The pace and scope of change in technology can be daunting, but if we design based on sound principles, we have nothing to fear. Rob Kellaway, from our Data Solutions team, looks at the options.
Data engineers are largely tasked with building and maintaining data pipelines for analysts and data scientists to address use cases from the business. This is a relatively immature discipline and accepted design principles are scarce. It is worth exploring the areas that could potentially be used as a framework for design.Read more
Data engineering is not just Extract, Transform and Load (ETL). It is about problem-solving and designing for “immutable data”. This is data that does not change in itself, just changes at a point in time. For example, you may know that Boris Johnson is Prime Minister in January 2020, but that same Prime Minister was Theresa May in June 2019. The post of Prime Minister hasn’t changed, just the person who is currently in post.
Alongside immutable data, the design consideration of “idempotent” processing needs taking into account. Idempotent operations means that the same input will consistently produce the same output, with no side effects. This leads to a surity of processing that provides a stable platform for Big Data analysis.
The likelihood of run-time or configuration errors can be reduced by specifically undertaking unit testing for these scenarios. There is nothing less efficient than compromising the safety of your processing by allowing configuration or run-time errors to creep in.

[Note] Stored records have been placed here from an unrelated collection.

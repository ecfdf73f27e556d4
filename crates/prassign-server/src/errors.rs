//! Server errors.

use actix_http::StatusCode;
use actix_web::{HttpResponse, ResponseError};
use prassign_core::DomainError;
use thiserror::Error;
use tracing::error;

/// Server error.
#[allow(missing_docs)]
#[derive(Debug, Error)]
pub enum ServerError {
    #[error("I/O error,\n  caused by: {}", source)]
    IoError { source: std::io::Error },

    #[error("Could not set up metrics: {}", message)]
    MetricsError { message: String },
}

/// Result alias for `ServerError`.
pub type Result<T> = core::result::Result<T, ServerError>;

/// API error, rendered as `{"error": {"code", "message"}}`.
#[allow(missing_docs)]
#[derive(Debug, Error)]
pub enum ApiError {
    #[error("invalid input data: {}", message)]
    InvalidInput { message: String },

    #[error(transparent)]
    DomainError { source: DomainError },
}

impl ApiError {
    /// Build an invalid input error.
    pub fn invalid_input<T: Into<String>>(message: T) -> Self {
        Self::InvalidInput {
            message: message.into(),
        }
    }

    /// API error code.
    pub fn code(&self) -> &'static str {
        match self {
            Self::InvalidInput { .. } => "INVALID_INPUT",
            Self::DomainError { source } => match source {
                DomainError::TeamExists { .. } => "TEAM_EXISTS",
                DomainError::PullRequestExists { .. } => "PR_EXISTS",
                DomainError::PullRequestMerged { .. } => "PR_MERGED",
                DomainError::NotAssigned { .. } => "NOT_ASSIGNED",
                DomainError::NoCandidate { .. } => "NO_CANDIDATE",
                DomainError::TeamNotFound { .. }
                | DomainError::UserNotFound { .. }
                | DomainError::PullRequestNotFound { .. } => "NOT_FOUND",
                DomainError::InvalidInput { .. } => "INVALID_INPUT",
                DomainError::DeadlineExceeded { .. } | DomainError::DatabaseError { .. } => {
                    "INTERNAL_ERROR"
                }
            },
        }
    }

    /// Render the JSON error body for a code and a message.
    pub fn body(code: &'static str, message: &str) -> serde_json::Value {
        serde_json::json!({
            "error": {
                "code": code,
                "message": message,
            }
        })
    }
}

impl From<DomainError> for ApiError {
    fn from(e: DomainError) -> Self {
        Self::DomainError { source: e }
    }
}

impl ResponseError for ApiError {
    fn status_code(&self) -> StatusCode {
        match self.code() {
            "INVALID_INPUT" => StatusCode::BAD_REQUEST,
            "NOT_FOUND" => StatusCode::NOT_FOUND,
            "INTERNAL_ERROR" => StatusCode::INTERNAL_SERVER_ERROR,
            _ => StatusCode::CONFLICT,
        }
    }

    fn error_response(&self) -> HttpResponse {
        let status_code = self.status_code();
        let message = if status_code == StatusCode::INTERNAL_SERVER_ERROR {
            error!(error = %self, message = "Internal error while handling request");
            "internal server error".to_string()
        } else {
            self.to_string()
        };

        HttpResponse::build(status_code).json(Self::body(self.code(), &message))
    }
}

#[cfg(test)]
mod tests {
    use prassign_database_interface::DatabaseError;

    use super::*;

    fn domain(e: DomainError) -> ApiError {
        e.into()
    }

    #[test]
    fn status_codes() {
        let cases = [
            (ApiError::invalid_input("x"), StatusCode::BAD_REQUEST, "INVALID_INPUT"),
            (
                domain(DomainError::UserNotFound {
                    user_id: "u1".into(),
                }),
                StatusCode::NOT_FOUND,
                "NOT_FOUND",
            ),
            (
                domain(DomainError::TeamExists {
                    team_name: "t".into(),
                }),
                StatusCode::CONFLICT,
                "TEAM_EXISTS",
            ),
            (
                domain(DomainError::NoCandidate {
                    pull_request_id: "pr".into(),
                }),
                StatusCode::CONFLICT,
                "NO_CANDIDATE",
            ),
            (
                domain(DomainError::DeadlineExceeded { timeout_ms: 100 }),
                StatusCode::INTERNAL_SERVER_ERROR,
                "INTERNAL_ERROR",
            ),
            (
                domain(DomainError::DatabaseError {
                    source: DatabaseError::ImplementationError {
                        source: "boom".into(),
                    },
                }),
                StatusCode::INTERNAL_SERVER_ERROR,
                "INTERNAL_ERROR",
            ),
        ];

        for (error, status, code) in cases {
            assert_eq!(error.status_code(), status);
            assert_eq!(error.code(), code);
        }
    }
}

Being able to effectively reduce the possibility of not being able to debug code for creating data pipelines, design your processes to reproduce the results with confidence. If you relate this to ETL, you should be able to run the same job again on the same data and obtain the exact same results as before.
Validation of Data
The quality of your engineering solution must not be compromised by poor quality data. Therefore, effective data management should be employed to gatekeep what is coming into your pipeline.
Tracing Data Lineage
Data lineage mapping is facilitated by immutable data, which allows a trace on where data has been sourced from, its target state and how it has been transformed in the pipeline.
Building Legendary Service
At Nationwide, we are investing significantly in people and technology to increase the value of our data. We recognise data design is a key tool for managing our data as an asset.
Sounds interesting? We’re committed to listening to our members and making changes to improve our service to them, using data to make enabled decisions. This can be amazingly rewarding.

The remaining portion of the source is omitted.